--- THE RECORDS Enclosed Below ---
//! Error types for file-level persistence.

use thiserror::Error;

/// Result type for fiction operations.
pub type FictionResult<T> = Result<T, FictionError>;

/// Errors that can occur while saving or loading a game.
///
/// Gameplay problems are narrated, never returned as errors.
#[derive(Debug, Error)]
pub enum FictionError {
    /// The snapshot file could not be read, written, or removed.
    #[error("io error: {0}")]
    Io(#[from] std::io::Error),

    /// The snapshot could not be decoded into a world.
    #[error("{0}")]
    Core(#[from] wq_core::WqError),
}
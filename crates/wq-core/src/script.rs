use std::fmt;

use tracing::debug;

use crate::entity::{Direction, IceState, ItemId, ItemLocation, RoomId, RoomState};
use crate::narration::Narration;
use crate::world::World;

/// Puzzle behaviour attached to a room at world-build time.
///
/// `on_use` runs when the player uses a carried item in the room; `on_pick`
/// runs after an item has been picked up there. Scripts ignore items they do
/// not know about, narrating that nothing happens.
pub trait RoomScript: fmt::Debug + Send + Sync {
    /// Human-readable name for this script.
    fn name(&self) -> &str;

    /// Resolve using `item` in this room.
    fn on_use(&self, world: &mut World, item: ItemId, out: &mut Narration);

    /// Called after `item` was picked up in this room.
    fn on_pick(&self, _world: &mut World, _item: ItemId, _out: &mut Narration) {}
}

/// The pedestal: the Crystal Orb opens the hidden door east.
#[derive(Debug, Clone, Copy, Default)]
pub struct LibraryScript;

impl RoomScript for LibraryScript {
    fn name(&self) -> &str {
        "library"
    }

    fn on_use(&self, world: &mut World, item: ItemId, out: &mut Narration) {
        if item != ItemId::CrystalOrb {
            out.say("Nothing happens.");
            return;
        }

        let room = world.room_mut(RoomId::Library);
        if room.has_exit(Direction::East) {
            out.say("The hidden door is already open.");
        } else {
            room.connect(Direction::East, RoomId::Altar);
            debug!("library door opened");
            out.say("You place the Crystal Orb on the pedestal. A hidden door opens to the east!");
        }
    }
}

/// The chasm: the Enchanted Rope bridges the way north.
#[derive(Debug, Clone, Copy, Default)]
pub struct AltarScript;

impl RoomScript for AltarScript {
    fn name(&self) -> &str {
        "altar"
    }

    fn on_use(&self, world: &mut World, item: ItemId, out: &mut Narration) {
        if item != ItemId::EnchantedRope {
            out.say("Nothing happens.");
            return;
        }

        let room = world.room_mut(RoomId::Altar);
        if room.has_exit(Direction::North) {
            out.say("The rope bridge is already in place.");
        } else {
            room.connect(Direction::North, RoomId::Chamber);
            debug!("chasm bridged");
            out.say("You lay the rope across the chasm below. The path north is now safe.");
        }
    }
}

/// The pool: fire melts it and reveals the key, ice refreezes it into a bridge.
#[derive(Debug, Clone, Copy, Default)]
pub struct ChamberScript;

impl ChamberScript {
    fn set_ice(world: &mut World, ice: IceState) {
        world.room_mut(RoomId::Chamber).state = RoomState::Chamber { ice };
        debug!(%ice, "pool changed");
    }
}

impl RoomScript for ChamberScript {
    fn name(&self) -> &str {
        "chamber"
    }

    fn on_use(&self, world: &mut World, item: ItemId, out: &mut Narration) {
        let ice = world
            .room(RoomId::Chamber)
            .state
            .ice_state()
            .unwrap_or_default();

        match (item, ice) {
            (ItemId::FireScroll, IceState::Frozen) => {
                Self::set_ice(world, IceState::Melted);
                let key = world.item_mut(ItemId::VaultKey);
                if key.location == ItemLocation::NotPlaced {
                    key.location = ItemLocation::Room(RoomId::Chamber);
                }
                out.say(
                    "You read the Fire Scroll. Flames dance across the pool, melting the ice! \
                     The Vault Key gleams at the bottom.",
                );
            }
            // Once refrozen the pool stays a bridge; it never melts a second time.
            (ItemId::FireScroll, IceState::Melted | IceState::Refrozen) => {
                out.say("The fire crackles, but the pool is already melted.");
            }
            (ItemId::IceWand, IceState::Melted) => {
                Self::set_ice(world, IceState::Refrozen);
                let room = world.room_mut(RoomId::Chamber);
                if !room.has_exit(Direction::East) {
                    room.connect(Direction::East, RoomId::Vault);
                }
                out.say(
                    "You wave the Ice Wand. Frost races across the pool, freezing it solid again. \
                     You can now cross to the east.",
                );
            }
            (ItemId::IceWand, IceState::Frozen) => out.say("The pool is already frozen solid."),
            (ItemId::IceWand, IceState::Refrozen) => out.say("The pool remains safe to cross."),
            _ => out.say("Nothing happens."),
        }
    }

    fn on_pick(&self, _world: &mut World, item: ItemId, out: &mut Narration) {
        if item == ItemId::VaultKey {
            out.say("The key is cold to the touch.");
        }
    }
}

/// The vault door: the Teleportation Stone opens it, but only with the key.
#[derive(Debug, Clone, Copy, Default)]
pub struct VaultScript;

impl RoomScript for VaultScript {
    fn name(&self) -> &str {
        "vault"
    }

    fn on_use(&self, world: &mut World, item: ItemId, out: &mut Narration) {
        if item != ItemId::TeleportationStone {
            out.say("Nothing happens.");
            return;
        }
        if !world.player().has(ItemId::VaultKey) {
            out.say("The stone does nothing without a key.");
            return;
        }
        if world.vault_open() {
            out.say("The vault is already open.");
            return;
        }

        world.room_mut(RoomId::Vault).state = RoomState::Vault { open: true };
        let chamber = world.room_mut(RoomId::Chamber);
        if !chamber.has_exit(Direction::East) {
            chamber.connect(Direction::East, RoomId::Vault);
        }
        debug!("vault opened");
        out.say("You activate the stone. The vault door swings open!");
        out.request_status();
    }
}
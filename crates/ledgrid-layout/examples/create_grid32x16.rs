//! Prints the model of a single 32x16 zig-zag grid as JSON.

use ledgrid_layout::Preset;

fn main() {
    let model = Preset::Grid32x16.layout().model();

    match serde_json::to_string(&model) {
        Ok(json) => println!("{}", json),
        Err(e) => {
            eprintln!("Failed to serialize model: {:?}", e);
            std::process::exit(1);
        }
    }
}
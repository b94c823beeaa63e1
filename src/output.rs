use std::io::Write;

use anyhow::Context;
use ledgrid_layout::Model;

/// Serializes a model as a JSON array of `{"point": [x, y, z]}` objects.
pub fn render_model(model: &Model, pretty: bool) -> serde_json::Result<String> {
    if pretty {
        serde_json::to_string_pretty(model)
    } else {
        serde_json::to_string(model)
    }
}

/// Writes the whole document, followed by a newline, in a single write.
///
/// Nothing reaches `writer` unless serialization succeeded.
pub fn write_model<W: Write>(writer: &mut W, model: &Model, pretty: bool) -> anyhow::Result<()> {
    let mut text = render_model(model, pretty).context("Failed to serialize model")?;
    text.push('\n');
    writer
        .write_all(text.as_bytes())
        .context("Failed to write model")?;
    writer.flush().context("Failed to flush model output")?;
    Ok(())
}

#[cfg(test)]
mod tests {
    use super::*;
    use ledgrid_layout::{GridLayout, Preset};
    use serde_json::{Value, json};

    #[test]
    fn test_render_small_grid() {
        let model = Preset::Grid32x16.layout().model();
        let value: Value = serde_json::from_str(&render_model(&model, false).unwrap()).unwrap();
        let records = value.as_array().unwrap();

        assert_eq!(records.len(), 512);
        assert_eq!(records[0], json!({ "point": [1.9375, 0.0, 0.9375] }));
        assert_eq!(records[16], json!({ "point": [1.8125, 0.0, -0.9375] }));
        assert!(
            records
                .iter()
                .all(|r| r.as_object().is_some_and(|o| o.len() == 1 && o.contains_key("point")))
        );
    }

    #[test]
    fn test_render_stacked_grid() {
        let model = Preset::Grid64x32.layout().model();
        let value: Value = serde_json::from_str(&render_model(&model, false).unwrap()).unwrap();
        let records = value.as_array().unwrap();

        assert_eq!(records.len(), 2048);
        assert_eq!(records[1024], json!({ "point": [1.96875, 0.0, -0.03125] }));
    }

    #[test]
    fn test_compact_output_text() {
        // 2x2 snake: down the first column, back up the second
        let model = GridLayout::new(2, 2, 1, -0.5).unwrap().model();
        assert_eq!(
            render_model(&model, false).unwrap(),
            "[{\"point\":[0.25,0.0,0.25]},{\"point\":[0.25,0.0,-0.25]},\
             {\"point\":[-0.25,0.0,-0.25]},{\"point\":[-0.25,0.0,0.25]}]"
        );

        let text = render_model(&Preset::Grid32x16.layout().model(), false).unwrap();
        assert!(text.starts_with("[{\"point\":[1.9375,0.0,0.9375]},{\"point\":[1.9375,0.0,0.8125]},"));
        assert!(text.ends_with("{\"point\":[-1.9375,0.0,0.9375]}]"));
    }

    #[test]
    fn test_compact_output_is_one_line() {
        let model = GridLayout::new(4, 2, 1, -1.0).unwrap().model();
        let mut buf = Vec::new();
        write_model(&mut buf, &model, false).unwrap();

        let text = String::from_utf8(buf).unwrap();
        assert!(text.starts_with("[{\"point\":["));
        assert!(text.ends_with("]\n"));
        assert_eq!(text.matches('\n').count(), 1);
    }

    #[test]
    fn test_pretty_output_parses_to_same_document() {
        let model = GridLayout::new(3, 3, 2, 0.5).unwrap().model();
        let pretty = render_model(&model, true).unwrap();
        let compact = render_model(&model, false).unwrap();

        assert!(pretty.lines().count() > 1);
        assert_eq!(
            serde_json::from_str::<Value>(&pretty).unwrap(),
            serde_json::from_str::<Value>(&compact).unwrap()
        );
    }

    #[test]
    fn test_output_is_deterministic() {
        let mut first = Vec::new();
        let mut second = Vec::new();
        write_model(&mut first, &Preset::Grid64x32.layout().model(), false).unwrap();
        write_model(&mut second, &Preset::Grid64x32.layout().model(), false).unwrap();
        assert_eq!(first, second);
    }
}
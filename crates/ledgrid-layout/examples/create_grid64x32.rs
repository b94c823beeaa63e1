//! Prints the model of a 64x32 panel, built from two stacked 64x16 zig-zag
//! grids, as JSON.

use ledgrid_layout::Preset;

fn main() {
    let layout = Preset::Grid64x32.layout();
    let model = layout.model();

    match serde_json::to_string(&model) {
        Ok(json) => println!("{}", json),
        Err(e) => {
            eprintln!("Failed to serialize {} point model: {:?}", layout.len(), e);
            std::process::exit(1);
        }
    }
}
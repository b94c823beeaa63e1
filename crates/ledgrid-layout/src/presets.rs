//! Stock panel layouts.

use core::fmt;
use core::str::FromStr;

use crate::error::LayoutError;
use crate::grid::GridLayout;

const GRID_32X16: GridLayout = GridLayout::from_parts(32, 16, 1, -1.0 / 8.0);
const GRID_64X32: GridLayout = GridLayout::from_parts(64, 16, 2, -1.0 / 16.0);

/// A layout that ships with the library.
#[derive(Debug, Default, Clone, Copy, PartialEq, Eq, Hash)]
pub enum Preset {
    /// A single 32x16 grid, scaled by -1/8.
    #[default]
    Grid32x16,
    /// Two 64x16 grids stacked into a 64x32 panel, scaled by -1/16.
    Grid64x32,
}

impl Preset {
    /// Every known preset.
    pub const ALL: [Preset; 2] = [Preset::Grid32x16, Preset::Grid64x32];

    /// The name used in configuration.
    pub const fn name(&self) -> &'static str {
        match self {
            Preset::Grid32x16 => "grid32x16",
            Preset::Grid64x32 => "grid64x32",
        }
    }

    /// Builds the layout for this preset.
    pub const fn layout(&self) -> GridLayout {
        match self {
            Preset::Grid32x16 => GRID_32X16,
            Preset::Grid64x32 => GRID_64X32,
        }
    }
}

impl fmt::Display for Preset {
    fn fmt(&self, f: &mut fmt::Formatter<'_>) -> fmt::Result {
        f.write_str(self.name())
    }
}

impl FromStr for Preset {
    type Err = LayoutError;

    fn from_str(s: &str) -> Result<Self, Self::Err> {
        Preset::ALL
            .into_iter()
            .find(|p| p.name().eq_ignore_ascii_case(s.trim()))
            .ok_or(LayoutError::UnknownPreset("expected grid32x16 or grid64x32"))
    }
}

#[cfg(test)]
mod tests {
    use super::*;

    #[test]
    fn test_preset_dimensions() {
        let small = Preset::Grid32x16.layout();
        assert_eq!((small.width(), small.height(), small.sub_grids()), (32, 16, 1));
        assert_eq!(small.len(), 512);
        assert_eq!(small.scale(), -0.125);
        assert_eq!(small.center(), (15.5, 7.5));

        let large = Preset::Grid64x32.layout();
        assert_eq!((large.width(), large.height(), large.sub_grids()), (64, 32, 2));
        assert_eq!(large.len(), 2048);
        assert_eq!(large.scale(), -0.0625);
        assert_eq!(large.center(), (31.5, 15.5));
    }

    #[test]
    fn test_presets_pass_validation() {
        assert_eq!(GridLayout::new(32, 16, 1, -0.125), Ok(Preset::Grid32x16.layout()));
        assert_eq!(GridLayout::new(64, 16, 2, -0.0625), Ok(Preset::Grid64x32.layout()));
    }

    #[test]
    fn test_preset_parsing() {
        assert_eq!("grid32x16".parse::<Preset>(), Ok(Preset::Grid32x16));
        assert_eq!(" GRID64x32 ".parse::<Preset>(), Ok(Preset::Grid64x32));
        assert!(matches!(
            "grid16x16".parse::<Preset>(),
            Err(LayoutError::UnknownPreset(_))
        ));
        for preset in Preset::ALL {
            assert_eq!(preset.to_string().parse::<Preset>(), Ok(preset));
        }
    }
}
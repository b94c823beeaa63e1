use config::builder::DefaultState;
use config::{Config, ConfigBuilder, ConfigError, Environment, File, FileFormat, Map};
use ledgrid_layout::{GridLayout, LayoutError, Preset};
use serde::{Deserialize, Deserializer, de::Error as _};
use tracing::{error, info};

const DEFAULT_CONFIG_PATH: &str = "config/default.toml";
const ENV_PREFIX: &str = "LEDGRID";

/// Everything the generator can be told, after all sources are merged.
#[derive(Debug, Clone, Deserialize)]
pub struct Settings {
    pub layout: LayoutSettings,
    #[serde(default)]
    pub output: OutputSettings,
}

/// Which layout to generate. Any override replaces the matching preset value.
#[derive(Debug, Clone, Deserialize)]
pub struct LayoutSettings {
    pub preset: String,
    #[serde(default, deserialize_with = "width")]
    pub width: Option<usize>,
    #[serde(default, deserialize_with = "sub_grid_height")]
    pub sub_grid_height: Option<usize>,
    #[serde(default, deserialize_with = "sub_grids")]
    pub sub_grids: Option<usize>,
    #[serde(default)]
    pub scale: Option<f64>,
}

#[derive(Debug, Clone, Default, Deserialize)]
pub struct OutputSettings {
    #[serde(default)]
    pub pretty: bool,
}

impl LayoutSettings {
    /// Resolves the preset and applies overrides.
    pub fn to_layout(&self) -> Result<GridLayout, LayoutError> {
        let base = self.preset.parse::<Preset>()?.layout();
        GridLayout::new(
            self.width.unwrap_or(base.width()),
            self.sub_grid_height.unwrap_or(base.sub_grid_height()),
            self.sub_grids.unwrap_or(base.sub_grids()),
            self.scale.unwrap_or(base.scale()),
        )
    }
}

/// Largest integer an `f64` holds exactly.
const MAX_EXACT_INTEGER: f64 = 9_007_199_254_740_992.0;

/// Grid dimensions arrive as TOML integers or parsed environment strings. Config
/// would silently round a float, so anything that is not a positive whole number
/// is rejected here, naming the offending key.
fn dimension<'de, D>(deserializer: D, name: &str) -> Result<Option<usize>, D::Error>
where
    D: Deserializer<'de>,
{
    let Some(value) = Option::<f64>::deserialize(deserializer)? else {
        return Ok(None);
    };
    if value.fract() != 0.0 || value < 1.0 || value > MAX_EXACT_INTEGER {
        return Err(D::Error::custom(format!(
            "layout.{} must be a positive integer, got {}",
            name, value
        )));
    }
    Ok(Some(value as usize))
}

fn width<'de, D: Deserializer<'de>>(deserializer: D) -> Result<Option<usize>, D::Error> {
    dimension(deserializer, "width")
}

fn sub_grid_height<'de, D: Deserializer<'de>>(deserializer: D) -> Result<Option<usize>, D::Error> {
    dimension(deserializer, "sub_grid_height")
}

fn sub_grids<'de, D: Deserializer<'de>>(deserializer: D) -> Result<Option<usize>, D::Error> {
    dimension(deserializer, "sub_grids")
}

fn defaults() -> Result<ConfigBuilder<DefaultState>, ConfigError> {
    Config::builder()
        .set_default("layout.preset", Preset::default().name())?
        .set_default("output.pretty", false)
}

/// `LEDGRID_LAYOUT__PRESET` sets `layout.preset`. Reads the process environment
/// unless `vars` is given.
fn environment(vars: Option<Map<String, String>>) -> Environment {
    Environment::with_prefix(ENV_PREFIX)
        .prefix_separator("_")
        .separator("__")
        .try_parsing(true)
        .source(vars)
}

/// Merges built-in defaults, the optional config file and `LEDGRID_*` variables.
pub fn load_config() -> Result<Config, ConfigError> {
    info!("Attempting to load configuration from {}", DEFAULT_CONFIG_PATH);

    let settings = defaults()?
        .add_source(File::new(DEFAULT_CONFIG_PATH, FileFormat::Toml).required(false))
        .add_source(environment(None))
        .build();

    match settings {
        Ok(config) => {
            info!("Successfully loaded configuration: {:?}", config);
            Ok(config)
        }
        Err(e) => {
            error!("Failed to load configuration: {}", e);
            Err(e)
        }
    }
}

pub fn load_settings() -> Result<Settings, ConfigError> {
    load_config()?.try_deserialize()
}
--- End of Enclosed THE RECORDS ---
* PROBLEM DESCRIPTION
When you reach the line that contains "pub struct LibraryScript;", stop; output it and every line before it from the start of the data, exactly as written.

* EXERCISE RESULT
//! Error types for file-level persistence.

use thiserror::Error;

/// Result type for fiction operations.
pub type FictionResult<T> = Result<T, FictionError>;

/// Errors that can occur while saving or loading a game.
///
/// Gameplay problems are narrated, never returned as errors.
#[derive(Debug, Error)]
pub enum FictionError {
    /// The snapshot file could not be read, written, or removed.
    #[error("io error: {0}")]
    Io(#[from] std::io::Error),

    /// The snapshot could not be decoded into a world.
    #[error("{0}")]
    Core(#[from] wq_core::WqError),
}
filename crates/wq-core/src/script.rs
use std::fmt;

use tracing::debug;

use crate::entity::{Direction, IceState, ItemId, ItemLocation, RoomId, RoomState};
use crate::narration::Narration;
use crate::world::World;

/// Puzzle behaviour attached to a room at world-build time.
///
/// `on_use` runs when the player uses a carried item in the room; `on_pick`
/// runs after an item has been picked up there. Scripts ignore items they do
/// not know about, narrating that nothing happens.
pub trait RoomScript: fmt::Debug + Send + Sync {
    /// Human-readable name for this script.
    fn name(&self) -> &str;

    /// Resolve using `item` in this room.
    fn on_use(&self, world: &mut World, item: ItemId, out: &mut Narration);

    /// Called after `item` was picked up in this room.
    fn on_pick(&self, _world: &mut World, _item: ItemId, _out: &mut Narration) {}
}

/// The pedestal: the Crystal Orb opens the hidden door east.
#[derive(Debug, Clone, Copy, Default)]
pub struct LibraryScript;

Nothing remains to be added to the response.